Drugs for cancer therapy belong to different categories of chemical substances. The cellular targets for the therapeutic efficacy are often not unambiguously identified. Here, we describe the process of ribosome biogenesis as a target of a large variety of chemotherapeutic drugs. We determined the inhibitory concentration of 36 chemotherapeutic drugs for transcription and processing of ribosomal RNA by in vivo labeling experiments. Inhibitory drug concentrations were correlated to the loss of nucleolar integrity. The synergism of drugs inhibiting ribosomal RNA synthesis at different levels was studied.

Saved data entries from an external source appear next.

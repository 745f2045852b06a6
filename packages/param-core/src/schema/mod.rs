//! Page schemas: typed columns and their validation.

mod column;
mod page;
pub(crate) mod validation;

pub use column::{move_column, remove_column, Column, ColumnType, Direction};
pub use page::Page;
pub use validation::{validate_columns, validate_pages, RESERVED_KEY};
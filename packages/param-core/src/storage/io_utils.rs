//! I/O utilities for persistence operations.

use std::io::ErrorKind;

use crate::error::ParamError;

/// Classifies I/O errors into specific ParamError variants.
pub fn classify_io_error(error: std::io::Error, context: &str) -> ParamError {
    match error.kind() {
        ErrorKind::StorageFull | ErrorKind::OutOfMemory => {
            ParamError::DiskFull(format!("{}: {}", context, error))
        }
        ErrorKind::WouldBlock | ErrorKind::TimedOut | ErrorKind::Interrupted => {
            ParamError::TransientIoError(format!("{}: {}", context, error))
        }
        _ => ParamError::IoError(format!("{}: {}", context, error)),
    }
}

/// Retries an operation that may fail with transient I/O errors.
pub fn retry_io_operation<F, T>(
    operation: F,
    max_retries: u32,
    retry_delay_ms: u64,
    context: &str,
) -> Result<T, ParamError>
where
    F: Fn() -> Result<T, ParamError>,
{
    let mut attempt = 0;
    loop {
        match operation() {
            Ok(result) => return Ok(result),
            Err(err @ ParamError::TransientIoError(_)) if attempt < max_retries => {
                attempt += 1;
                tracing::warn!(
                    "Transient I/O error in {} (attempt {}/{}): {}",
                    context,
                    attempt,
                    max_retries,
                    err
                );
                if retry_delay_ms > 0 {
                    std::thread::sleep(std::time::Duration::from_millis(retry_delay_ms));
                }
            }
            Err(err) => return Err(err),
        }
    }
}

Drugs inhibited ribosomal RNA synthesis either at the level of (i) rRNA transcription (e.g. oxaliplatin, doxorubicin, mitoxantrone, methotrexate), (ii) early rRNA processing (e.g. camptothecin, flavopiridol, roscovitine), or (iii) late rRNA processing (e.g. 5-fluorouracil, MG-132, homoharringtonine). Blockage of rRNA transcription or early rRNA processing steps caused nucleolar disintegration, whereas blockage of late rRNA processing steps left the nucleolus intact. Flavopiridol and 5-fluorouracil showed a strong synergism for inhibition of rRNA processing. We conclude that inhibition of ribosome biogenesis by chemotherapeutic drugs potentially may contribute to the efficacy of therapeutic regimens.